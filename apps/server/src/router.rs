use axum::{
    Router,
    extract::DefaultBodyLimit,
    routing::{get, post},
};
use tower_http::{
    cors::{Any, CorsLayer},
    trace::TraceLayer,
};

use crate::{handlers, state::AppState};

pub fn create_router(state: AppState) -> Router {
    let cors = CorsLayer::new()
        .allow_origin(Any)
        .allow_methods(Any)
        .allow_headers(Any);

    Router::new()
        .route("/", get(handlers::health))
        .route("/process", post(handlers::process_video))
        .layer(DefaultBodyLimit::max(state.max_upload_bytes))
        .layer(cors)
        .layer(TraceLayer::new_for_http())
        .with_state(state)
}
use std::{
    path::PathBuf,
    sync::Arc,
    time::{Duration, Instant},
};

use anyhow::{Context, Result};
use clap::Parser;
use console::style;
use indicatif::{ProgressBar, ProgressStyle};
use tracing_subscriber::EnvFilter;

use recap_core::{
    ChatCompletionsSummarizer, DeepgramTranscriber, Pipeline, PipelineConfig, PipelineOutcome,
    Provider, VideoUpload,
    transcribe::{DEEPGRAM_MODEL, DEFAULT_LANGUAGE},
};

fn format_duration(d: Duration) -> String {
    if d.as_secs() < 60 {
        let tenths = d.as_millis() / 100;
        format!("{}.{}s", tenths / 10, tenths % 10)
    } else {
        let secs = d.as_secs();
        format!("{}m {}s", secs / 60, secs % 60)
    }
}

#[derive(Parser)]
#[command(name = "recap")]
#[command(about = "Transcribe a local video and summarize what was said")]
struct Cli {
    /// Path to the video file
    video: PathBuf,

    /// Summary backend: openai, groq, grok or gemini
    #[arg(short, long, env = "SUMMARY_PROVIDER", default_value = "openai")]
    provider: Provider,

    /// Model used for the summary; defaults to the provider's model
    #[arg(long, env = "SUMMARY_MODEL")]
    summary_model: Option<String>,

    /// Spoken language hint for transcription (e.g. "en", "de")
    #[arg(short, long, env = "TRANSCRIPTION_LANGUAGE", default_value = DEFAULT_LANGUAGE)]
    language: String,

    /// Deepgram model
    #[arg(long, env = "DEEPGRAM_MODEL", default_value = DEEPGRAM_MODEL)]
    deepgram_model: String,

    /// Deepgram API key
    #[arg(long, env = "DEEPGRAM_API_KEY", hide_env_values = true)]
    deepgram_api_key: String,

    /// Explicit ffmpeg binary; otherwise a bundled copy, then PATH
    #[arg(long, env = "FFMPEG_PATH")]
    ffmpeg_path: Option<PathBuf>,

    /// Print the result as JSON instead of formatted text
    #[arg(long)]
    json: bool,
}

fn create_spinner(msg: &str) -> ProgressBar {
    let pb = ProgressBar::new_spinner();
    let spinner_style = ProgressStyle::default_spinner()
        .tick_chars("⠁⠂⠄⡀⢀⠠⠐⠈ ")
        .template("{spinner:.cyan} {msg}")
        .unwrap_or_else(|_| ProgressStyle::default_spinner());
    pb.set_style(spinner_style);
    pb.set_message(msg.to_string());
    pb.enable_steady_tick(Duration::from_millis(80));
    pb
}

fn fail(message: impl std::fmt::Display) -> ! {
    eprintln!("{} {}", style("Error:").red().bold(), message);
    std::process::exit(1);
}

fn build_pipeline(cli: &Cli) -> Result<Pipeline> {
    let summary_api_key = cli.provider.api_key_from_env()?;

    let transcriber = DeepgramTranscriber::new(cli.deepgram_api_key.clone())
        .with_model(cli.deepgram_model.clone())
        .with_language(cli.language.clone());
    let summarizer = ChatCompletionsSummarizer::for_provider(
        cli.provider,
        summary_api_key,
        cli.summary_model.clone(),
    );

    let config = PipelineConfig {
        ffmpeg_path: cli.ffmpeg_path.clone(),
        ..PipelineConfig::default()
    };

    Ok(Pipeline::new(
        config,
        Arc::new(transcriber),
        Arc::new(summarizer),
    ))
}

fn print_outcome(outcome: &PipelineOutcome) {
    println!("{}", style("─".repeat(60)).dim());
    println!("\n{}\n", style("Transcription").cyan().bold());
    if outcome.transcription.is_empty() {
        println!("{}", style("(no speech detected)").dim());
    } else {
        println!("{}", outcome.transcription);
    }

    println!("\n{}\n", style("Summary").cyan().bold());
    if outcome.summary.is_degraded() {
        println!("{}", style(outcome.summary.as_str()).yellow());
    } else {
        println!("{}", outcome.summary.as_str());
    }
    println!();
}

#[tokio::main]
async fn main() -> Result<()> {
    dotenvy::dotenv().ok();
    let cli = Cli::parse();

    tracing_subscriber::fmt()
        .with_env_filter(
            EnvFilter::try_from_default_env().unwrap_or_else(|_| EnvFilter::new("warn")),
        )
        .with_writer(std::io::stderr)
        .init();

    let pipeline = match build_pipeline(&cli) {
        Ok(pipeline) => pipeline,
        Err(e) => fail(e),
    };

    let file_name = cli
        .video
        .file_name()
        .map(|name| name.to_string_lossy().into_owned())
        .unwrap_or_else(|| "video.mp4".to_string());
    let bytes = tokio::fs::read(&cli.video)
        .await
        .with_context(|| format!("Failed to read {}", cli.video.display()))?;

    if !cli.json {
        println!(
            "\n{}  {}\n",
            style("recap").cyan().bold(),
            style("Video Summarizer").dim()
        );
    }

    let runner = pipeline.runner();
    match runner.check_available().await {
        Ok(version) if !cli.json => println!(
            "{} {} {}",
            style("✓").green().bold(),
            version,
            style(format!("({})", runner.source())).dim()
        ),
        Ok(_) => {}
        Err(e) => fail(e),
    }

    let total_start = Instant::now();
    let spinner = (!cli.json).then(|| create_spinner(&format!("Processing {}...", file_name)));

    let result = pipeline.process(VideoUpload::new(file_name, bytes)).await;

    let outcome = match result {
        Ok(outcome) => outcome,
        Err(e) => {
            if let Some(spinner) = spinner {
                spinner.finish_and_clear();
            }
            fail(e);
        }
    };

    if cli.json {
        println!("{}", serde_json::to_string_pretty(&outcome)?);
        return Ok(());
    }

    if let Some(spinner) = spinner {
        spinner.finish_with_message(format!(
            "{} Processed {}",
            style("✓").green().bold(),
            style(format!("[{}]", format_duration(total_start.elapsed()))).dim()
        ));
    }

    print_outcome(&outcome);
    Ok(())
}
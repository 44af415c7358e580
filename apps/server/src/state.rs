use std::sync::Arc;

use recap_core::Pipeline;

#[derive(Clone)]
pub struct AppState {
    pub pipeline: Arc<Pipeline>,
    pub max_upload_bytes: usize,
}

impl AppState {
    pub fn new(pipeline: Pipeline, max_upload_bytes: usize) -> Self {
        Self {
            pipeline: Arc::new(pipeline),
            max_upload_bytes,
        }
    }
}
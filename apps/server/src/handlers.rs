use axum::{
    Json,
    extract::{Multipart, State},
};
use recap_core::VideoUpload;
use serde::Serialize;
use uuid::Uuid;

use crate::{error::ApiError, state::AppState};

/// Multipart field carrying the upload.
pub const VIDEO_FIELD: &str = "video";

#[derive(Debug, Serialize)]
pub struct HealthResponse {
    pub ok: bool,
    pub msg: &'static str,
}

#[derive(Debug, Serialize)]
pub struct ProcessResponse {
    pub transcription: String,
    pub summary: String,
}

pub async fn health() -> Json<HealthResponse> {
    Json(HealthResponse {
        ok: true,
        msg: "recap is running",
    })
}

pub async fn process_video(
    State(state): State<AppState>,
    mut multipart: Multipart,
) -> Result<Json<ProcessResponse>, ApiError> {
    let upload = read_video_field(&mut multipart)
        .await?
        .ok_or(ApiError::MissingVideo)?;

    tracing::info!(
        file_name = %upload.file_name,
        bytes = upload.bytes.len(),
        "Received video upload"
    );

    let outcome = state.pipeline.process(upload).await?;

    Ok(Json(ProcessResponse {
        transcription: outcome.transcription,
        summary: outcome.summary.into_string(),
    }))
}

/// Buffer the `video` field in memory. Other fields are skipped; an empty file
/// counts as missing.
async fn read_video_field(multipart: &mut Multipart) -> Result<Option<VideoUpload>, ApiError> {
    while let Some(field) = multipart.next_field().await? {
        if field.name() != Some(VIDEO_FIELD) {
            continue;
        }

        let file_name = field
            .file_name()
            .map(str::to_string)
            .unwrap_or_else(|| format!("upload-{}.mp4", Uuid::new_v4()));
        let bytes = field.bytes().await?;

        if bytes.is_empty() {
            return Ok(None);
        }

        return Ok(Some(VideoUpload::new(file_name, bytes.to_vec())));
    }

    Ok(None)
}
- - -
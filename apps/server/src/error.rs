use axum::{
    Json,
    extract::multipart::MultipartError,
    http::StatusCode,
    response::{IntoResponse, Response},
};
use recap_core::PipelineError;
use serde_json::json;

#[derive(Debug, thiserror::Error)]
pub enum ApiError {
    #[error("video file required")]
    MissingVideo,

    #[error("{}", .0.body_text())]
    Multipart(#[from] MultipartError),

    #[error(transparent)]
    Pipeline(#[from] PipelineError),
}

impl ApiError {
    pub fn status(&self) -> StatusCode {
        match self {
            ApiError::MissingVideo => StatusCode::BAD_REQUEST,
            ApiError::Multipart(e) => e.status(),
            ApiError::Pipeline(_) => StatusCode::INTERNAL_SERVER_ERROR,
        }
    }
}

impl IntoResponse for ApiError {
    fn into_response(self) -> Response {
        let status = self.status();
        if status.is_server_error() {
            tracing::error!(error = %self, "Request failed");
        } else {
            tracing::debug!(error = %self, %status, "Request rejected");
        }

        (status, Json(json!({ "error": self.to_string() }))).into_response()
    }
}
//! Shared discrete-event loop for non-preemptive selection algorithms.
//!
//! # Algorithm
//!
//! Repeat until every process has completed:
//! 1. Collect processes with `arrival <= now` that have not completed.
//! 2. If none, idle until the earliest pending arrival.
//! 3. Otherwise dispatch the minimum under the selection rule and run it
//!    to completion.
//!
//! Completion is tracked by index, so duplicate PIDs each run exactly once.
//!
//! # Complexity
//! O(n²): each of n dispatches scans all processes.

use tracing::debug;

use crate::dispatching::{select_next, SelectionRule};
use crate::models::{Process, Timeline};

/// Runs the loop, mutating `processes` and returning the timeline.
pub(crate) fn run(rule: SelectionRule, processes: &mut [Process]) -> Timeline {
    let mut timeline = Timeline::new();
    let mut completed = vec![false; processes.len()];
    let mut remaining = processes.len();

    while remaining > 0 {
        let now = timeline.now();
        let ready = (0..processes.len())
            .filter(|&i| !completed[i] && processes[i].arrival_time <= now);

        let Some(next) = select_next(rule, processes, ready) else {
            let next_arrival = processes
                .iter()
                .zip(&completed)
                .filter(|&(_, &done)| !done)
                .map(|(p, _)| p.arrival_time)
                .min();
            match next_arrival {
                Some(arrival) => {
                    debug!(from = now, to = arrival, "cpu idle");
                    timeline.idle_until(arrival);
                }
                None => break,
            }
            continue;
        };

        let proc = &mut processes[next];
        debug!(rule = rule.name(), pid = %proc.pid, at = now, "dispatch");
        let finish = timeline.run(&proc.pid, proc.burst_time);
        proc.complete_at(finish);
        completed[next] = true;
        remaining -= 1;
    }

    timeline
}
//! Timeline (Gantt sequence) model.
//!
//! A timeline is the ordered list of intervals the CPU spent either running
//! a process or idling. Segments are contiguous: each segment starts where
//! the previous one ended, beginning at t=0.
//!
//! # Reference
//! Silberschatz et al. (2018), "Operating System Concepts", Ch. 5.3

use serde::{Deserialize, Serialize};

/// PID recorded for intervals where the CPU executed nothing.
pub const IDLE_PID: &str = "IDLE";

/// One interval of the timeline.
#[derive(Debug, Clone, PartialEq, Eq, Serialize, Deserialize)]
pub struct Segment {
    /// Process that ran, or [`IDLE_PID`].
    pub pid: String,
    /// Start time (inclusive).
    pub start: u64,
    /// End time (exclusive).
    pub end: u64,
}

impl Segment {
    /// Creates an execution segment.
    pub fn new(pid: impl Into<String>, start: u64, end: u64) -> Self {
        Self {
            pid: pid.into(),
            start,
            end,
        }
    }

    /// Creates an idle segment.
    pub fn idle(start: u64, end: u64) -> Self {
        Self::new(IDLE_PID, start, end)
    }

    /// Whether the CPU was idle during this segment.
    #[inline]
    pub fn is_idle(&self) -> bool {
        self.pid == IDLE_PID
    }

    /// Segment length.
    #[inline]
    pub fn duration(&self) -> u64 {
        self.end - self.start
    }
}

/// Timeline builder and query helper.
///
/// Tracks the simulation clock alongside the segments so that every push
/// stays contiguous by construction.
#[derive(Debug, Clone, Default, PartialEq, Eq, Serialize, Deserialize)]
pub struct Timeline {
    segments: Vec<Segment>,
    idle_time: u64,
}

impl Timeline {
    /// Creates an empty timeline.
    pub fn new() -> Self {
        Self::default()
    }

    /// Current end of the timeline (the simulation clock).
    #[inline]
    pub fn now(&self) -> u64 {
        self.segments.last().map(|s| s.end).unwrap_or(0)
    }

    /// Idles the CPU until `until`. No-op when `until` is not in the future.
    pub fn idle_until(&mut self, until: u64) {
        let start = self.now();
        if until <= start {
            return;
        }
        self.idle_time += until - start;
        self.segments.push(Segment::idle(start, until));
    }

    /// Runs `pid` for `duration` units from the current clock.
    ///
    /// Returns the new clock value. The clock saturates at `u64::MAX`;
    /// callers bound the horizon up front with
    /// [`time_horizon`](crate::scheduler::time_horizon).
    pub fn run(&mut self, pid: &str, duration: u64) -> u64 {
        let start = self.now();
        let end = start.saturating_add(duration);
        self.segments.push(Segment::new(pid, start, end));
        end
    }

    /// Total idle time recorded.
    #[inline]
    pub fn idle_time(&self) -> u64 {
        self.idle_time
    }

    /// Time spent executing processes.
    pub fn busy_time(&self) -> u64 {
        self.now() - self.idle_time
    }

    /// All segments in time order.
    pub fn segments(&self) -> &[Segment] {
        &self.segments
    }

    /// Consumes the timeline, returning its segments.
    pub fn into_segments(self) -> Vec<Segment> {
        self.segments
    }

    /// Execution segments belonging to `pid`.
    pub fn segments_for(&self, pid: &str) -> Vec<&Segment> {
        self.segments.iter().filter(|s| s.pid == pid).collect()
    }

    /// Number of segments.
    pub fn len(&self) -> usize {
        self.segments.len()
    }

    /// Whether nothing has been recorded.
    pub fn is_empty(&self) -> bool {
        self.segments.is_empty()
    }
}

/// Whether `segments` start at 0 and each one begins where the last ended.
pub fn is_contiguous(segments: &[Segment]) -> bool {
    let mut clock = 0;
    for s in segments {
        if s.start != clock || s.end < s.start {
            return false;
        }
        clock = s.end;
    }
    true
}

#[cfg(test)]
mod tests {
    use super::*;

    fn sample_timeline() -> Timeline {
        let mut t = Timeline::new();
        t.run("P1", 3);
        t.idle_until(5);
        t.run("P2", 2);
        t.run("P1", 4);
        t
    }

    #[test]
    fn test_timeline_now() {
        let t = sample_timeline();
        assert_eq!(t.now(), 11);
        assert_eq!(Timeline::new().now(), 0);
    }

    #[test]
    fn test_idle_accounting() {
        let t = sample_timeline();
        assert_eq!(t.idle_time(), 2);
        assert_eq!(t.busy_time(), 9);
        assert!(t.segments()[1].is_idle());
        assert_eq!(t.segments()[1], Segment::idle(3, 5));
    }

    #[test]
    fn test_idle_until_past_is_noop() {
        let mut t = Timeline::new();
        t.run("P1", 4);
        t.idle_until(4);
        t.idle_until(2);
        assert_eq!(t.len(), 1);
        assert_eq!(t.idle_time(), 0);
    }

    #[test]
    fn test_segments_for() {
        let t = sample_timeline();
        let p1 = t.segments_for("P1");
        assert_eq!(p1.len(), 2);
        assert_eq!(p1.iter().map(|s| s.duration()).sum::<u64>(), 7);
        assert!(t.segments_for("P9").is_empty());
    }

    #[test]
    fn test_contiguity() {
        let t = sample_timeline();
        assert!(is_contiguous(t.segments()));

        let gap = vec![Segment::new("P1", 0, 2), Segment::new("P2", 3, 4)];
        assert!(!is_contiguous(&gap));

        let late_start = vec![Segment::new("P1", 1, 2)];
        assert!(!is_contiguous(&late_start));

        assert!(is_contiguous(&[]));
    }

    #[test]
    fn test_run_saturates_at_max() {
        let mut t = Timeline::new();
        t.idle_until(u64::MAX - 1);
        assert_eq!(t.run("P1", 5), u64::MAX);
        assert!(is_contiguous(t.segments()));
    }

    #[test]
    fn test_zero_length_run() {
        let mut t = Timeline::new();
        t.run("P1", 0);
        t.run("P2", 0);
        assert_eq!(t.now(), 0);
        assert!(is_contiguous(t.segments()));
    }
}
- - -
WHAT THE TASK REQUIRES → Write out exactly the lines that fall from the line with "returning the timeline." to the line with "Silberschatz et al." in the records above, keeping both ends.

RESPONSE TO THE EXERCISE →
/// Runs the loop, mutating `processes` and returning the timeline.
pub(crate) fn run(rule: SelectionRule, processes: &mut [Process]) -> Timeline {
    let mut timeline = Timeline::new();
    let mut completed = vec![false; processes.len()];
    let mut remaining = processes.len();

    while remaining > 0 {
        let now = timeline.now();
        let ready = (0..processes.len())
            .filter(|&i| !completed[i] && processes[i].arrival_time <= now);

        let Some(next) = select_next(rule, processes, ready) else {
            let next_arrival = processes
                .iter()
                .zip(&completed)
                .filter(|&(_, &done)| !done)
                .map(|(p, _)| p.arrival_time)
                .min();
            match next_arrival {
                Some(arrival) => {
                    debug!(from = now, to = arrival, "cpu idle");
                    timeline.idle_until(arrival);
                }
                None => break,
            }
            continue;
        };

        let proc = &mut processes[next];
        debug!(rule = rule.name(), pid = %proc.pid, at = now, "dispatch");
        let finish = timeline.run(&proc.pid, proc.burst_time);
        proc.complete_at(finish);
        completed[next] = true;
        remaining -= 1;
    }

    timeline
}
//! Timeline (Gantt sequence) model.
//!
//! A timeline is the ordered list of intervals the CPU spent either running
//! a process or idling. Segments are contiguous: each segment starts where
//! the previous one ended, beginning at t=0.
//!
//! # Reference
//! Silberschatz et al. (2018), "Operating System Concepts", Ch. 5.3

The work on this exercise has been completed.